(cba:news) stars for february-march
jop at astro.columbia.edu
Fri Jan 31 15:27:38 EST 2020
Here;s my list of changes in the observing program. These are all cases
where we expect to complete observations (i.e., enough to publish) in
2020. There are others, worthy targets but not quite in that
almost-done category. I'll list them in a fe days. PLus this list is
independent of Enrique's (he is working on different stars).
We have enough for V1062 Tau and HZ Pup. Both difficult stars - but we
finally battled through to find an ephemeris.
Our biggest faves in recent years have been T Pyx and AM CVn. The Sun
has finally gotten out of their way, so let's start up our 2020 effort.

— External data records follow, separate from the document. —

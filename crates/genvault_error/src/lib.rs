//! Error types for the genvault generation storage engine.
//!
//! # Error Hierarchy
//!
//! All errors follow the `ErrorKind` + wrapper struct pattern:
//! - `*ErrorKind` enum defines specific error conditions
//! - `*Error` struct wraps the kind with source location tracking
//! - All errors use `#[track_caller]` for automatic location capture
//!
//! Tier-disabled outcomes (an unconfigured cloud tier, a cache miss) are
//! modelled as `Option::None` by the callers and never appear here.
//!
//! # Examples
//!
//! ```
//! use genvault_error::{GenvaultErrorKind, GenvaultResult, LedgerError, LedgerErrorKind};
//!
//! fn delete_active() -> GenvaultResult<()> {
//!     Err(LedgerError::new(LedgerErrorKind::ActiveGenerationProtected("g1".into())))?
//! }
//!
//! let err = delete_active().unwrap_err();
//! assert!(matches!(err.kind(), GenvaultErrorKind::Ledger(_)));
//! ```

#![forbid(unsafe_code)]
#![warn(missing_docs)]

mod cache;
mod cloud;
mod config;
#[cfg(feature = "database")]
mod database;
mod error;
mod ledger;
mod storage;

pub use cache::{CacheError, CacheErrorKind};
pub use cloud::{CloudError, CloudErrorKind};
pub use config::ConfigError;
#[cfg(feature = "database")]
pub use database::{DatabaseError, DatabaseErrorKind};
pub use error::{GenvaultError, GenvaultErrorKind, GenvaultResult};
pub use ledger::{LedgerError, LedgerErrorKind};
pub use storage::{StorageError, StorageErrorKind};
//! Local tier of the genvault storage engine.
//!
//! This crate owns everything that touches the local disk:
//!
//! - [`LocalStore`] writes each generation once into its own version
//!   directory and reads it back
//! - [`ManifestCodec`] serializes the per-version manifest
//! - [`ActivePointer`] redirects a project's `active` reference atomically
//! - [`diff_versions`] and [`diff_file_sets`] compare two versions
//!
//! # Example
//!
//! ```no_run
//! use genvault_core::{FileSet, GenerationId, GenerationKey, ProjectId};
//! use genvault_storage::{LocalStore, VersionAnnotations};
//!
//! # async fn example() -> genvault_error::GenvaultResult<()> {
//! let store = LocalStore::new("/var/genvault")?;
//! let key = GenerationKey::new(ProjectId::new(), GenerationId::new(), 1);
//!
//! let mut files = FileSet::new();
//! files.insert("app/main.py".to_string(), b"print('hi')\n".to_vec());
//!
//! let receipt = store.save(&key, &files, &VersionAnnotations::default()).await?;
//! assert_eq!(receipt.file_count, 1);
//! # Ok(())
//! # }
//! ```

#![forbid(unsafe_code)]
#![warn(missing_docs)]

mod diff;
pub mod layout;
mod local;
mod manifest;
mod pointer;

pub use diff::{ChangeKind, FileChange, VersionDiff, diff_file_sets, diff_versions};
pub use local::{LocalStore, VersionAnnotations, content_hash, read_tree};
pub use manifest::ManifestCodec;
pub use pointer::ActivePointer;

The prescription for both is basically: as-long-as possible (with <2
airmasses) and as often as possible. The main reason for such greed is
simply that - greed. We all long to see power spectra with towering
peaks leaping out of the noise! But for AM CVn, there's an extra
reason. ings are more complicated. The following is recommended only
for true AM CVn devotees.
AM CVn's 1028-s orbital signal is quite weak, about 2-5x smaller than
the superhump signals which are clear in the light curve, By itself
that is no great problem; one could just amass enough data to beat down
the noise. Around 3 good-quality and closely-spaced nights would
probably reveal the orbital signal very clearly - amplitude and phase.
The trouble is that the strong superhump signals are at 1051, 525, and
1011 seconds, plus a few weaker guys... and they're ALL UNSTABLE on a
timescale of a few weeks. That instability means that I can't
accurately remove these contaminating and fairly strong signals, unless
the data are tightly grouped in time. This greatly favors the "long
runs on consecutive days" approach. But as these signals slowly drift
in and out of phase with each other, there are intervals when the
corrupting effects are really maximized. And that might occur in
mid-observing -season (Mar-Apr)... so let's pull the trigger now.
WE don't need a lengthy campaign. After the 2019 season, I already
wrote most of the paper... but pulled it back for reasons that are 90%
greed and 10% doubt. One more season will remove that sliver of doubt
(re the decades-long change in P_orb).
Whew. All that arcana applies only to AM CVn. Everything else,
certainly including T Pyx, obeys common sense - the more, the better.
One other northern request: QS UMa (H0928+50, as we used to call it).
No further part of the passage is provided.